START EXERCISE DATA
//! Layered connection transports.
//!
//! A [`Listener`] is bound from configuration as one of four tagged stacks:
//! plain TCP, TCP+TLS, TCP+WebSocket, or TCP+TLS+WebSocket. `accept` blocks
//! only on the raw TCP accept; the returned [`Pending`] performs the TLS
//! handshake and WebSocket upgrade when `establish` is awaited, so slow
//! handshakes run on the per-connection task and never stall the accept
//! loop. Established connections are erased to a boxed byte stream and
//! wrapped by [`framed::MqttStream`] for packet-level I/O.

pub mod framed;
pub mod listener;
pub mod tls;
pub mod ws;

use std::net::SocketAddr;

use rustls::pki_types::CertificateDer;
use thiserror::Error;
use tokio::io::{AsyncRead, AsyncWrite};

use crate::protocol::ProtocolError;

pub use framed::MqttStream;
pub use listener::{Established, Listener, Pending};
pub use ws::UpgradeRequest;

/// Combined byte-stream trait, implemented for every transport the layers
/// can produce, so established connections erase to a single object type.
pub trait Io: AsyncRead + AsyncWrite + Send + Unpin {}

impl<T: AsyncRead + AsyncWrite + Send + Unpin> Io for T {}

/// Byte-stream erasure applied once a connection's layers are established.
pub type BoxedIo = Box<dyn Io>;

/// Failures on an individual connection. Fatal for that connection only;
/// broker state is never affected.
#[derive(Debug, Error)]
pub enum TransportError {
    #[error("i/o failure: {0}")]
    Io(#[from] std::io::Error),
    #[error("connection closed by peer")]
    Closed,
    #[error("tls handshake failed: {0}")]
    Tls(String),
    #[error("websocket upgrade failed: {0}")]
    Ws(String),
    #[error(transparent)]
    Protocol(#[from] ProtocolError),
}

/// Per-connection facts gathered while the transport layers come up.
#[derive(Debug, Clone)]
pub struct ConnInfo {
    pub peer_addr: SocketAddr,
    /// Certificate chain the peer presented during TLS client auth, if any.
    pub peer_certificates: Vec<CertificateDer<'static>>,
    /// Head of the HTTP request that upgraded to WebSocket, if any.
    pub upgrade_request: Option<UpgradeRequest>,
}

impl ConnInfo {
    pub fn new(peer_addr: SocketAddr) -> Self {
        ConnInfo {
            peer_addr,
            peer_certificates: Vec::new(),
            upgrade_request: None,
        }
    }
}
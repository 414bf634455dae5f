//! MQTT 3.1.1 control packet model.

use bytes::Bytes;
use serde::{Deserialize, Serialize};

/// Delivery quality of service. Totally ordered; overlapping subscriptions
/// combine with `max` (explicitly, not operand bias).
#[derive(
    Debug, Clone, Copy, PartialEq, Eq, PartialOrd, Ord, Hash, Serialize, Deserialize, Default,
)]
pub enum Qos {
    #[default]
    AtMostOnce,
    AtLeastOnce,
    ExactlyOnce,
}

impl Qos {
    pub fn from_bits(bits: u8) -> Option<Qos> {
        match bits {
            0 => Some(Qos::AtMostOnce),
            1 => Some(Qos::AtLeastOnce),
            2 => Some(Qos::ExactlyOnce),
            _ => None,
        }
    }

    pub fn bits(self) -> u8 {
        match self {
            Qos::AtMostOnce => 0,
            Qos::AtLeastOnce => 1,
            Qos::ExactlyOnce => 2,
        }
    }
}

/// CONNACK return codes, wire values per the 3.1.1 table.
#[derive(Debug, Clone, Copy, PartialEq, Eq)]
pub enum ConnectReturnCode {
    Accepted,
    UnacceptableProtocol,
    IdentifierRejected,
    ServerUnavailable,
    BadCredentials,
    NotAuthorized,
}

impl ConnectReturnCode {
    pub fn bits(self) -> u8 {
        match self {
            ConnectReturnCode::Accepted => 0x00,
            ConnectReturnCode::UnacceptableProtocol => 0x01,
            ConnectReturnCode::IdentifierRejected => 0x02,
            ConnectReturnCode::ServerUnavailable => 0x03,
            ConnectReturnCode::BadCredentials => 0x04,
            ConnectReturnCode::NotAuthorized => 0x05,
        }
    }

    pub fn from_bits(bits: u8) -> Option<Self> {
        match bits {
            0x00 => Some(ConnectReturnCode::Accepted),
            0x01 => Some(ConnectReturnCode::UnacceptableProtocol),
            0x02 => Some(ConnectReturnCode::IdentifierRejected),
            0x03 => Some(ConnectReturnCode::ServerUnavailable),
            0x04 => Some(ConnectReturnCode::BadCredentials),
            0x05 => Some(ConnectReturnCode::NotAuthorized),
            _ => None,
        }
    }
}

#[derive(Debug, Clone, PartialEq)]
pub struct Will {
    pub topic: String,
    pub payload: Bytes,
    pub qos: Qos,
    pub retain: bool,
}

#[derive(Debug, Clone, PartialEq)]
pub struct Connect {
    pub protocol_name: String,
    pub protocol_level: u8,
    pub client_id: String,
    pub clean_session: bool,
    pub keep_alive: u16,
    pub will: Option<Will>,
    pub username: Option<String>,
    pub password: Option<Vec<u8>>,
}

#[derive(Debug, Clone, Copy, PartialEq)]
pub struct ConnAck {
    pub session_present: bool,
    pub code: ConnectReturnCode,
}

#[derive(Debug, Clone, PartialEq)]
pub struct Publish {
    pub topic: String,
    pub payload: Bytes,
    pub qos: Qos,
    /// Present exactly when `qos` is above `AtMostOnce`.
    pub packet_id: Option<u16>,
    pub dup: bool,
    pub retain: bool,
}

#[derive(Debug, Clone, PartialEq)]
pub struct Subscribe {
    pub packet_id: u16,
    /// Raw filter strings with requested QoS; validated by the broker.
    pub filters: Vec<(String, Qos)>,
}

#[derive(Debug, Clone, Copy, PartialEq, Eq)]
pub enum SubscribeReturnCode {
    Granted(Qos),
    Failure,
}

impl SubscribeReturnCode {
    pub fn bits(self) -> u8 {
        match self {
            SubscribeReturnCode::Granted(qos) => qos.bits(),
            SubscribeReturnCode::Failure => 0x80,
        }
    }
}

#[derive(Debug, Clone, PartialEq)]
pub struct SubAck {
    pub packet_id: u16,
    pub codes: Vec<SubscribeReturnCode>,
}

#[derive(Debug, Clone, PartialEq)]
pub struct Unsubscribe {
    pub packet_id: u16,
    pub filters: Vec<String>,
}

#[derive(Debug, Clone, PartialEq)]
pub enum Packet {
    Connect(Connect),
    ConnAck(ConnAck),
    Publish(Publish),
    PubAck(u16),
    PubRec(u16),
    PubRel(u16),
    PubComp(u16),
    Subscribe(Subscribe),
    SubAck(SubAck),
    Unsubscribe(Unsubscribe),
    UnsubAck(u16),
    PingReq,
    PingResp,
    Disconnect,
}

impl Packet {
    /// Packet type label used in logs.
    pub fn kind(&self) -> &'static str {
        match self {
            Packet::Connect(_) => "CONNECT",
            Packet::ConnAck(_) => "CONNACK",
            Packet::Publish(_) => "PUBLISH",
            Packet::PubAck(_) => "PUBACK",
            Packet::PubRec(_) => "PUBREC",
            Packet::PubRel(_) => "PUBREL",
            Packet::PubComp(_) => "PUBCOMP",
            Packet::Subscribe(_) => "SUBSCRIBE",
            Packet::SubAck(_) => "SUBACK",
            Packet::Unsubscribe(_) => "UNSUBSCRIBE",
            Packet::UnsubAck(_) => "UNSUBACK",
            Packet::PingReq => "PINGREQ",
            Packet::PingResp => "PINGRESP",
            Packet::Disconnect => "DISCONNECT",
        }
    }
}

#[cfg(test)]
mod tests {
    use super::*;

    #[test]
    fn qos_combines_with_max_in_both_operand_orders() {
        assert_eq!(Qos::AtMostOnce.max(Qos::AtLeastOnce), Qos::AtLeastOnce);
        assert_eq!(Qos::AtLeastOnce.max(Qos::AtMostOnce), Qos::AtLeastOnce);
        assert_eq!(Qos::ExactlyOnce.max(Qos::AtLeastOnce), Qos::ExactlyOnce);
    }

    #[test]
    fn qos_bits_round_trip() {
        for qos in [Qos::AtMostOnce, Qos::AtLeastOnce, Qos::ExactlyOnce] {
            assert_eq!(Qos::from_bits(qos.bits()), Some(qos));
        }
        assert_eq!(Qos::from_bits(3), None);
    }
}
//! Strato - broker CLI entrypoint.
//!
//! Usage:
//!   strato start --config config/strato.toml
//!   strato check-config --config config/strato.toml

use anyhow::Result;
use clap::{Args, Parser, Subcommand};
use std::path::PathBuf;
use tracing_subscriber::filter::EnvFilter;

use strato::config::Config;

#[derive(Parser)]
#[command(name = "strato")]
#[command(version)]
#[command(about = "Strato MQTT broker")]
struct Cli {
    #[command(subcommand)]
    command: Commands,
}

#[derive(Subcommand)]
enum Commands {
    /// Start the broker
    Start(StartArgs),

    /// Load and validate a configuration file, then exit
    CheckConfig(StartArgs),
}

#[derive(Args)]
struct StartArgs {
    /// Path to configuration file
    #[arg(short, long, default_value = "config/strato.toml")]
    config: PathBuf,
}

#[tokio::main]
async fn main() -> Result<()> {
    let cli = Cli::parse();
    match cli.command {
        Commands::Start(args) => {
            let config = Config::load(&args.config)?;
            init_tracing(config.telemetry.log_level.as_deref())?;
            strato::server::run(config).await
        }
        Commands::CheckConfig(args) => {
            let config = Config::load(&args.config)?;
            println!(
                "ok: {} listener(s), qos0 depth {}, qos1/2 depth {}",
                config.listeners.len(),
                config.limits.qos0_queue_depth,
                config.limits.qos12_queue_depth
            );
            Ok(())
        }
    }
}

fn init_tracing(log_level: Option<&str>) -> Result<()> {
    let level = log_level.unwrap_or("info");
    let filter = EnvFilter::try_new(level).unwrap_or_else(|_| EnvFilter::new("info"));
    tracing_subscriber::fmt()
        .with_env_filter(filter)
        .with_target(true)
        .try_init()
        .map_err(|e| anyhow::anyhow!("failed to init tracing: {e}"))?;
    Ok(())
}
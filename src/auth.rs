//! CONNECT-time authentication interface.
//!
//! The broker consumes an [`Authenticator`] once per CONNECT; the backing
//! mechanism is the collaborator's business. A refusal maps directly to a
//! CONNACK return code, after which the connection closes.

use thiserror::Error;

use crate::protocol::ConnectReturnCode;

#[derive(Debug, Error, Clone, Copy, PartialEq, Eq)]
pub enum ConnectError {
    #[error("unacceptable protocol version")]
    UnacceptableProtocol,
    #[error("client identifier rejected")]
    IdentifierRejected,
    #[error("server unavailable")]
    ServerUnavailable,
    #[error("bad username or password")]
    BadCredentials,
    #[error("not authorized")]
    NotAuthorized,
}

impl ConnectError {
    pub fn return_code(self) -> ConnectReturnCode {
        match self {
            ConnectError::UnacceptableProtocol => ConnectReturnCode::UnacceptableProtocol,
            ConnectError::IdentifierRejected => ConnectReturnCode::IdentifierRejected,
            ConnectError::ServerUnavailable => ConnectReturnCode::ServerUnavailable,
            ConnectError::BadCredentials => ConnectReturnCode::BadCredentials,
            ConnectError::NotAuthorized => ConnectReturnCode::NotAuthorized,
        }
    }
}

/// Identity established for a connection.
#[derive(Debug, Clone, Default)]
pub struct Identity {
    pub username: Option<String>,
}

pub trait Authenticator: Send + Sync {
    fn authenticate(
        &self,
        username: Option<&str>,
        password: Option<&[u8]>,
    ) -> Result<Identity, ConnectError>;
}

/// Admits every connection; the default for unauthenticated deployments.
#[derive(Debug, Clone, Copy, Default)]
pub struct AllowAll;

impl Authenticator for AllowAll {
    fn authenticate(
        &self,
        username: Option<&str>,
        _password: Option<&[u8]>,
    ) -> Result<Identity, ConnectError> {
        Ok(Identity {
            username: username.map(str::to_owned),
        })
    }
}

#[cfg(test)]
mod tests {
    use super::*;

    #[test]
    fn allow_all_keeps_the_username() {
        let identity = AllowAll.authenticate(Some("probe"), None).unwrap();
        assert_eq!(identity.username.as_deref(), Some("probe"));
    }

    #[test]
    fn refusals_map_to_connack_codes() {
        assert_eq!(
            ConnectError::BadCredentials.return_code(),
            ConnectReturnCode::BadCredentials
        );
        assert_eq!(
            ConnectError::NotAuthorized.return_code(),
            ConnectReturnCode::NotAuthorized
        );
    }
}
END EXERCISE DATA
> _ASSIGNED TASK_:
Would you please reproduce the records above exactly, only from their first line through the line holding "impl<T: AsyncRead +", with both ends included?

> _OUTPUT OF THE TASK_:
//! Layered connection transports.
//!
//! A [`Listener`] is bound from configuration as one of four tagged stacks:
//! plain TCP, TCP+TLS, TCP+WebSocket, or TCP+TLS+WebSocket. `accept` blocks
//! only on the raw TCP accept; the returned [`Pending`] performs the TLS
//! handshake and WebSocket upgrade when `establish` is awaited, so slow
//! handshakes run on the per-connection task and never stall the accept
//! loop. Established connections are erased to a boxed byte stream and
//! wrapped by [`framed::MqttStream`] for packet-level I/O.

pub mod framed;
pub mod listener;
pub mod tls;
pub mod ws;

use std::net::SocketAddr;

use rustls::pki_types::CertificateDer;
use thiserror::Error;
use tokio::io::{AsyncRead, AsyncWrite};

use crate::protocol::ProtocolError;

pub use framed::MqttStream;
pub use listener::{Established, Listener, Pending};
pub use ws::UpgradeRequest;

/// Combined byte-stream trait, implemented for every transport the layers
/// can produce, so established connections erase to a single object type.
pub trait Io: AsyncRead + AsyncWrite + Send + Unpin {}

impl<T: AsyncRead + AsyncWrite + Send + Unpin> Io for T {}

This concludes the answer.